China’s Ctrip taps banks to follow Alibaba with HK listing: sources

Technology

HONG KONG/BEIJING (Reuters) – U.S.-listed online travel giant Ctrip is talking to banks about a planned secondary listing in Hong Kong, putting the group at the head of a queue of Chinese companies expected to follow Alibaba in establishing an investor base closer to China.

FILE PHOTO: The name of Hong Kong Exchanges and Clearing Limited in Hong Kong, China January 24, 2018. REUTERS/Bobby Yip/File Photo

Ctrip, also known as Trip.com Group Ltd, has approached China International Capital Corp, JPMorgan and Morgan Stanley for its planned share sale in Hong Kong, said four people with knowledge of the matter.

Ctrip, which had declined to comment earlier, late on Friday said: “The specific details of the listing reported are not true. The company does not have plans yet for a secondary listing.”

CICC, JPMorgan and Morgan Stanley declined to comment.

China’s largest online travel firm looks to sell at least 10% of its shares as early as the first half of the year, said two of the people who declined to be named as the information was private.

Based on Ctrip’s latest market value of $20.6 billion on Nasdaq, that would help it to raise at least $2 billion. But the sources said the deal was still in the early stages and the details were subject to change.

The move comes weeks after the successful $12.9 billion secondary listing of Chinese e-commerce giant Alibaba Group in Hong Kong in November, which was the city’s largest deal since 2010 and the world’s biggest ever cross-border secondary listing.

Charles Li, chief executive of bourse operator Hong Kong Exchanges & Clearing, said this week at a Reuters BreakingViews event that he was confident more U.S.-listed companies would follow Alibaba.

“I think just by their nature they will come, because their customers know them and they will potentially get a better valuation re-rate if your customer know your business and wants to become your shareholder,” he said, noting too that adding Chinese shareholders could help to balance U.S. investor views.

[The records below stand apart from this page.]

//! VMM boot configuration and process control.
//!
//! The hypervisor is a black box: we compose its JSON boot config, spawn the
//! binary pointed at an API socket, and control it purely via signals. Kernel
//! boot args carry the guest's static IP assignment.

use std::net::Ipv4Addr;
use std::path::{Path, PathBuf};
use std::time::Duration;

use serde::{Deserialize, Serialize};

use crate::state::is_pid_alive;
use crate::subnet::Subnet;
use crate::{Error, Result};

/// `boot-source` section.
#[derive(Debug, Clone, Serialize, Deserialize)]
#[non_exhaustive]
pub struct BootSource {
    /// Guest kernel image path.
    pub kernel_image_path: PathBuf,
    /// Kernel command line.
    pub boot_args: String,
}

/// One entry of `drives`; the first is the root device.
#[derive(Debug, Clone, Serialize, Deserialize)]
#[non_exhaustive]
pub struct Drive {
    /// Stable identifier.
    pub drive_id: String,
    /// Backing file on the host.
    pub path_on_host: PathBuf,
    /// Whether this is the boot/root device.
    pub is_root_device: bool,
    /// Read-only attachment.
    pub is_read_only: bool,
}

/// `machine-config` section.
#[derive(Debug, Clone, Copy, Serialize, Deserialize)]
#[non_exhaustive]
pub struct MachineConfig {
    /// Number of virtual CPUs.
    pub vcpu_count: u8,
    /// RAM size in MiB.
    pub mem_size_mib: u32,
}

/// One entry of `network-interfaces`.
#[derive(Debug, Clone, Serialize, Deserialize)]
#[non_exhaustive]
pub struct NetworkInterface {
    /// Stable identifier.
    pub iface_id: String,
    /// Guest MAC address.
    pub guest_mac: String,
    /// Host TAP device name.
    pub host_dev_name: String,
}

/// `vsock` section.
#[derive(Debug, Clone, Serialize, Deserialize)]
#[non_exhaustive]
pub struct VsockDevice {
    /// Guest context id.
    pub guest_cid: u32,
    /// Host-side UDS multiplexer base path.
    pub uds_path: PathBuf,
}

/// Complete VMM boot configuration, written as `config.json`.
#[derive(Debug, Clone, Serialize, Deserialize)]
#[non_exhaustive]
pub struct VmmConfig {
    /// Kernel and command line.
    #[serde(rename = "boot-source")]
    pub boot_source: BootSource,
    /// Block devices; first entry is the writable root.
    pub drives: Vec<Drive>,
    /// CPU and memory sizing.
    #[serde(rename = "machine-config")]
    pub machine_config: MachineConfig,
    /// Virtio-net interfaces.
    #[serde(rename = "network-interfaces")]
    pub network_interfaces: Vec<NetworkInterface>,
    /// Vsock device, when the guest needs one.
    #[serde(skip_serializing_if = "Option::is_none")]
    pub vsock: Option<VsockDevice>,
}

impl VmmConfig {
    /// Composes the standard sandbox boot config for one instance.
    pub fn for_sandbox(
        kernel_image: &Path,
        rootfs: &Path,
        subnet: Subnet,
        vsock_uds: &Path,
        vcpus: u8,
        mem_size_mib: u32,
    ) -> Self {
        Self {
            boot_source: BootSource {
                kernel_image_path: kernel_image.to_path_buf(),
                boot_args: boot_args(subnet.guest_ip(), subnet.gateway(), subnet.netmask()),
            },
            drives: vec![Drive {
                drive_id: "rootfs".into(),
                path_on_host: rootfs.to_path_buf(),
                is_root_device: true,
                is_read_only: false,
            }],
            machine_config: MachineConfig {
                vcpu_count: vcpus,
                mem_size_mib,
            },
            network_interfaces: vec![NetworkInterface {
                iface_id: "eth0".into(),
                guest_mac: guest_mac(subnet),
                host_dev_name: subnet.tap_device(),
            }],
            vsock: Some(VsockDevice {
                guest_cid: 3,
                uds_path: vsock_uds.to_path_buf(),
            }),
        }
    }

    /// Writes the config JSON to `path` (temp + rename).
    pub fn write(&self, path: &Path) -> Result<()> {
        crate::state::write_atomic(path, &serde_json::to_vec_pretty(self)?)
    }
}

/// Kernel command line with the static guest IP assignment.
fn boot_args(guest_ip: Ipv4Addr, gateway: Ipv4Addr, netmask: Ipv4Addr) -> String {
    format!(
        "console=ttyS0 reboot=k panic=1 pci=off ip={guest_ip}::{gateway}:{netmask}::eth0:off"
    )
}

/// Deterministic locally-administered MAC derived from the subnet octet.
fn guest_mac(subnet: Subnet) -> String {
    format!("AA:FC:00:00:00:{:02X}", subnet.octet)
}

/// A spawned VMM child process.
#[derive(Debug)]
pub struct VmmProcess {
    child: tokio::process::Child,
    pid: i32,
}

impl VmmProcess {
    /// Spawns the VMM binary against a written config, with stdout/stderr
    /// appended to the instance log.
    pub async fn spawn(
        binary: &Path,
        config_path: &Path,
        api_sock: &Path,
        log_path: &Path,
    ) -> Result<Self> {
        let log = std::fs::OpenOptions::new()
            .create(true)
            .append(true)
            .open(log_path)?;
        let log_err = log.try_clone()?;

        let mut child = tokio::process::Command::new(binary)
            .arg("--api-sock")
            .arg(api_sock)
            .arg("--config-file")
            .arg(config_path)
            .stdin(std::process::Stdio::null())
            .stdout(log)
            .stderr(log_err)
            .kill_on_drop(true)
            .spawn()
            .map_err(|e| Error::Vmm(format!("failed to spawn {}: {e}", binary.display())))?;

        let pid = child
            .id()
            .and_then(|p| i32::try_from(p).ok())
            .ok_or_else(|| Error::Vmm("vmm exited before pid was known".into()))?;
        tracing::info!(pid, "vmm started");
        Ok(Self { child, pid })
    }

    /// Host pid of the VMM.
    pub const fn pid(&self) -> i32 {
        self.pid
    }

    /// `true` while the process has not been reaped and is still alive.
    pub fn is_alive(&self) -> bool {
        is_pid_alive(self.pid)
    }

    /// Graceful stop: SIGTERM, bounded wait, SIGKILL escalation, reap.
    pub async fn stop(&mut self, grace: Duration) -> Result<()> {
        // SAFETY: plain kill(2) on the child pid we spawned.
        unsafe {
            libc::kill(self.pid, libc::SIGTERM);
        }
        match tokio::time::timeout(grace, self.child.wait()).await {
            Ok(status) => {
                status.map_err(|e| Error::Vmm(format!("wait: {e}")))?;
            }
            Err(_) => {
                tracing::warn!(pid = self.pid, "vmm ignored SIGTERM, killing");
                self.child
                    .kill()
                    .await
                    .map_err(|e| Error::Vmm(format!("kill: {e}")))?;
            }
        }
        Ok(())
    }
}

#[cfg(test)]
#[allow(clippy::unwrap_used)]
mod tests {
    use super::*;

    #[test]
    fn config_json_uses_spec_key_names() {
        let config = VmmConfig::for_sandbox(
            Path::new("/cache/kernel/vmlinux"),
            Path::new("/cache/images/blobs/sha256-abc.erofs"),
            Subnet { octet: 4 },
            Path::new("/cache/vms/vm-1/vsock.sock"),
            2,
            1024,
        );
        let json: serde_json::Value =
            serde_json::from_str(&serde_json::to_string(&config).unwrap()).unwrap();

        assert_eq!(
            json["boot-source"]["kernel_image_path"],
            "/cache/kernel/vmlinux"
        );
        assert_eq!(
            json["boot-source"]["boot_args"],
            "console=ttyS0 reboot=k panic=1 pci=off ip=192.168.4.2::192.168.4.1:255.255.255.0::eth0:off"
        );
        assert_eq!(json["machine-config"]["vcpu_count"], 2);
        assert_eq!(json["machine-config"]["mem_size_mib"], 1024);
        assert_eq!(json["drives"][0]["is_root_device"], true);
        assert_eq!(json["drives"][0]["is_read_only"], false);
        assert_eq!(json["network-interfaces"][0]["iface_id"], "eth0");
        assert_eq!(json["network-interfaces"][0]["host_dev_name"], "mlk4");
        assert_eq!(json["network-interfaces"][0]["guest_mac"], "AA:FC:00:00:00:04");
        assert_eq!(json["vsock"]["guest_cid"], 3);
    }

    #[test]
    fn config_roundtrips_through_json() {
        let config = VmmConfig::for_sandbox(
            Path::new("/k"),
            Path::new("/r"),
            Subnet { octet: 9 },
            Path::new("/v"),
            1,
            512,
        );
        let text = serde_json::to_string_pretty(&config).unwrap();
        let back: VmmConfig = serde_json::from_str(&text).unwrap();
        assert_eq!(back.machine_config.vcpu_count, 1);
        assert_eq!(back.network_interfaces[0].host_dev_name, "mlk9");
        assert_eq!(back.vsock.unwrap().guest_cid, 3);
    }

    #[tokio::test]
    async fn spawn_failure_is_a_vmm_error() {
        let dir = tempfile::tempdir().unwrap();
        let err = VmmProcess::spawn(
            Path::new("/nonexistent/definitely-not-a-vmm"),
            &dir.path().join("config.json"),
            &dir.path().join("api.sock"),
            &dir.path().join("log"),
        )
        .await
        .unwrap_err();
        assert!(matches!(err, Error::Vmm(_)));
    }

    #[tokio::test]
    async fn stop_terminates_a_spawned_process() {
        use std::os::unix::fs::PermissionsExt;

        let dir = tempfile::tempdir().unwrap();
        // Stand-in VMM: a script that ignores its arguments and runs long.
        let fake_vmm = dir.path().join("fake-vmm");
        std::fs::write(&fake_vmm, "#!/bin/sh\nexec sleep 30\n").unwrap();
        std::fs::set_permissions(&fake_vmm, std::fs::Permissions::from_mode(0o755)).unwrap();

        let mut vmm = VmmProcess::spawn(
            &fake_vmm,
            &dir.path().join("config.json"),
            &dir.path().join("api.sock"),
            &dir.path().join("log"),
        )
        .await
        .unwrap();
        assert!(vmm.is_alive());
        vmm.stop(Duration::from_secs(5)).await.unwrap();
        assert!(!vmm.is_alive());
    }
}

“A different shareholder base means that you are hedged because the Chinese are going to look at the world very differently from the western investors and as a company you want people to have different views,” he added.

Co-founded in 1999 by Chinese businessman Liang Jianzhang, Ctrip first went public on Nasdaq in 2003, as part of an early wave of Chinese tech companies lured by high valuations overseas, at a time when domestic markets were a fraction of their current size.

Both the HKEX and its mainland Chinese counterparts have been trying to coax such companies to their home markets to give Chinese investors access to these fast-growing businesses that have traditionally opted to list in New York.

Apart from Ctrip, U.S.-listed Chinese tech companies, including NetEase Inc and Baidu Inc, have also had preliminary discussions with the HKEX about the possibility of a secondary listing in the city, said a separate person with direct knowledge of the matter.

Baidu and the HKEX declined to comment. NetEase did not immediately respond to a request for comment.